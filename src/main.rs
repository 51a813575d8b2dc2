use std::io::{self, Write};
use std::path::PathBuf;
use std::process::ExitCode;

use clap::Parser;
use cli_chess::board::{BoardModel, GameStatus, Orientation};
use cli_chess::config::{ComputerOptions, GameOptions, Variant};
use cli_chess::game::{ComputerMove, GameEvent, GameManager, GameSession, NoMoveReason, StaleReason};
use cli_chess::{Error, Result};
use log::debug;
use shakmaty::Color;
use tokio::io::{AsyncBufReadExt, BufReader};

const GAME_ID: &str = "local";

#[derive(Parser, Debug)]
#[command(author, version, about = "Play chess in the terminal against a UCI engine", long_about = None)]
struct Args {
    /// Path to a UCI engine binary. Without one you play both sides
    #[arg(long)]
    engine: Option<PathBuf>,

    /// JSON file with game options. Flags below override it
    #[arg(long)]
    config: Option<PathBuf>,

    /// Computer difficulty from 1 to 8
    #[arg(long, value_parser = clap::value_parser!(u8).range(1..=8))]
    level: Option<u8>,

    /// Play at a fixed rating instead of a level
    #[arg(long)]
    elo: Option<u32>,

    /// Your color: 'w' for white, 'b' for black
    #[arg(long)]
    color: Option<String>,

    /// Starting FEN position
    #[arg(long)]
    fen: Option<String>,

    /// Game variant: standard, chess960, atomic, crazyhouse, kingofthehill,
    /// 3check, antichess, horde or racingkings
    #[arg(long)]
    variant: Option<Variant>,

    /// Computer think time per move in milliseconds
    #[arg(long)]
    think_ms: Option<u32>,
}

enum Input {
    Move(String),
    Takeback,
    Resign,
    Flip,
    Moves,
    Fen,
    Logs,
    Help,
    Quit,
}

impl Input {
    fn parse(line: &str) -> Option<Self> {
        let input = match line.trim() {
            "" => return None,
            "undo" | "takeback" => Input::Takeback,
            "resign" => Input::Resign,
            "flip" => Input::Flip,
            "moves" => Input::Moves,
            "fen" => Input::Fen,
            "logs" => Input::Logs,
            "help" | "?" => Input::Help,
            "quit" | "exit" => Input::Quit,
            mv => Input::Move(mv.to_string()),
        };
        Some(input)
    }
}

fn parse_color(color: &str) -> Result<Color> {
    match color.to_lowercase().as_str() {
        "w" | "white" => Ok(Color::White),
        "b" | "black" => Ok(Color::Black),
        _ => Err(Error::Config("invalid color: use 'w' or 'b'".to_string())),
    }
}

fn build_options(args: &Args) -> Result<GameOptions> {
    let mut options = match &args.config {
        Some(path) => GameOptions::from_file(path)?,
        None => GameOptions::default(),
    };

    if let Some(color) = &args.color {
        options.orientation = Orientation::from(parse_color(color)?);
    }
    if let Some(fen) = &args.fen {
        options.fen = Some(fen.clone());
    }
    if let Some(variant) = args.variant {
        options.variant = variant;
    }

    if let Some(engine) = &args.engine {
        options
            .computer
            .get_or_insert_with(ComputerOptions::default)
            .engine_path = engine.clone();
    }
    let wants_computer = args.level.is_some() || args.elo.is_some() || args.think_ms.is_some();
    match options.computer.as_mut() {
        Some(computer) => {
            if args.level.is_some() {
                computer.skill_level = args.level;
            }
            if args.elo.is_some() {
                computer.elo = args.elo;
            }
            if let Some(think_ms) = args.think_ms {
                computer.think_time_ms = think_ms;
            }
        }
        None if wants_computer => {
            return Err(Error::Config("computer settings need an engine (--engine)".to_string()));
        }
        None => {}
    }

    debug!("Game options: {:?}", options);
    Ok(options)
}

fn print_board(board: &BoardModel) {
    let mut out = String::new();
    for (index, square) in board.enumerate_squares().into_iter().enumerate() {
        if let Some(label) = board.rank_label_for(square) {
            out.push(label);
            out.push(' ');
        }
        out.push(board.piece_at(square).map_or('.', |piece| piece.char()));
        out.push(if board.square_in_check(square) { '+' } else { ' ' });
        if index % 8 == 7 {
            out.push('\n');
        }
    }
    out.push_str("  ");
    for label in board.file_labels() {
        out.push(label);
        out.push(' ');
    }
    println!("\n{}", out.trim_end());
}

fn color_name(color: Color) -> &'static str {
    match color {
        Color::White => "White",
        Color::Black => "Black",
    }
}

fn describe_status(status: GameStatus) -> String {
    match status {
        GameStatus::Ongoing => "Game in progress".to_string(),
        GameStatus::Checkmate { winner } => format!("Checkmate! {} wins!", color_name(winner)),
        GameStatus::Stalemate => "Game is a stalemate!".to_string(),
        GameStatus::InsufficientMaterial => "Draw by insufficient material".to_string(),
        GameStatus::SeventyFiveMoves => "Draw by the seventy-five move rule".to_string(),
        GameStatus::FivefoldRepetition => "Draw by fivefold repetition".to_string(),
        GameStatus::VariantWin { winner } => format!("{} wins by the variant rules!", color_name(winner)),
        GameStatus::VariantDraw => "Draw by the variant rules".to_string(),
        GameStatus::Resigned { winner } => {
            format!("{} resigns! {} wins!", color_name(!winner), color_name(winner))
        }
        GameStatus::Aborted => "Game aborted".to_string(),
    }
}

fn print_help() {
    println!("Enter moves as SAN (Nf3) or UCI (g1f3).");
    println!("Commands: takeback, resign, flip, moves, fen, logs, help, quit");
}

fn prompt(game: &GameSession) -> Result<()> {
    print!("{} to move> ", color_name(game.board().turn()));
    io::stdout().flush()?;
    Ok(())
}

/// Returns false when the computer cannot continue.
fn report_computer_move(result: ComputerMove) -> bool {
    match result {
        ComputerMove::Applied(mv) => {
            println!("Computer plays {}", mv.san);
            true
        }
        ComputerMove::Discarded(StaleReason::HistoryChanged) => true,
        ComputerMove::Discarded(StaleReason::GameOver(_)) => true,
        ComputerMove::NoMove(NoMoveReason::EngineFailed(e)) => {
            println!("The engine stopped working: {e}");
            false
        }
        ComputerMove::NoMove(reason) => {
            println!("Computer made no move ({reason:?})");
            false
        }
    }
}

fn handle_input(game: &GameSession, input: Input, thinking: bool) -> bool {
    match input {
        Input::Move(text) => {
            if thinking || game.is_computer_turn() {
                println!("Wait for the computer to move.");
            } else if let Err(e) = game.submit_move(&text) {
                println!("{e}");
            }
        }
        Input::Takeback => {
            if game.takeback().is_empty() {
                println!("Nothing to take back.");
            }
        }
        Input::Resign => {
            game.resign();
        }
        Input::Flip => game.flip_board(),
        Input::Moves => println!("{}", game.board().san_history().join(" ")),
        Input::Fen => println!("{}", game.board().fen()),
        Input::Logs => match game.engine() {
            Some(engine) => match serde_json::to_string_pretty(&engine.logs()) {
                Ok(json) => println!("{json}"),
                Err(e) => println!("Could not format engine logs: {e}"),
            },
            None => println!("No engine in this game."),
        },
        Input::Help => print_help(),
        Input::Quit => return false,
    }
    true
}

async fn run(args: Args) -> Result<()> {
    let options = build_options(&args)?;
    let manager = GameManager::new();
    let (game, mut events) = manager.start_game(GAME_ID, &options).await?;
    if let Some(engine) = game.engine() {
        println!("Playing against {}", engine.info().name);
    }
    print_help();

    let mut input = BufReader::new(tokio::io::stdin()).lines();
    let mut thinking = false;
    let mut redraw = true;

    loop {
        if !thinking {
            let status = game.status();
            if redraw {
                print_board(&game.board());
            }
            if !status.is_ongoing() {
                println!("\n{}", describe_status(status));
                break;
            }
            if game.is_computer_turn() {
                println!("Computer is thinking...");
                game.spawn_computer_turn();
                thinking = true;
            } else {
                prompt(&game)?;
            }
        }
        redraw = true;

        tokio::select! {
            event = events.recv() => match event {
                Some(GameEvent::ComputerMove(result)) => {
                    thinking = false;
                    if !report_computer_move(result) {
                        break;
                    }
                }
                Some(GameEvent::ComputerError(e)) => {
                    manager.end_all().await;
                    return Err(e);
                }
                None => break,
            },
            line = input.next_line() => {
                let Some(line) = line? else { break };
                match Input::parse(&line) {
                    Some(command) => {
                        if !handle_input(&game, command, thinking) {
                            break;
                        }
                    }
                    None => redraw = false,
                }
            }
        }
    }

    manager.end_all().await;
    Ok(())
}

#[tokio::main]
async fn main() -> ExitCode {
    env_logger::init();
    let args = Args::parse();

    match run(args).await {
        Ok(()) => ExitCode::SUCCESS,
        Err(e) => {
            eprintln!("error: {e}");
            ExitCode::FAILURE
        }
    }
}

What the exercise asks —
Exactly repeat the lines above, from the opening line through the one with "instead of a level", and include nothing else.

Exercise output —
filename src/main.rs
repository 51a813575d8b2dc2
use std::io::{self, Write};
use std::path::PathBuf;
use std::process::ExitCode;

use clap::Parser;
use cli_chess::board::{BoardModel, GameStatus, Orientation};
use cli_chess::config::{ComputerOptions, GameOptions, Variant};
use cli_chess::game::{ComputerMove, GameEvent, GameManager, GameSession, NoMoveReason, StaleReason};
use cli_chess::{Error, Result};
use log::debug;
use shakmaty::Color;
use tokio::io::{AsyncBufReadExt, BufReader};

const GAME_ID: &str = "local";

#[derive(Parser, Debug)]
#[command(author, version, about = "Play chess in the terminal against a UCI engine", long_about = None)]
struct Args {
    /// Path to a UCI engine binary. Without one you play both sides
    #[arg(long)]
    engine: Option<PathBuf>,

    /// JSON file with game options. Flags below override it
    #[arg(long)]
    config: Option<PathBuf>,

    /// Computer difficulty from 1 to 8
    #[arg(long, value_parser = clap::value_parser!(u8).range(1..=8))]
    level: Option<u8>,

    /// Play at a fixed rating instead of a level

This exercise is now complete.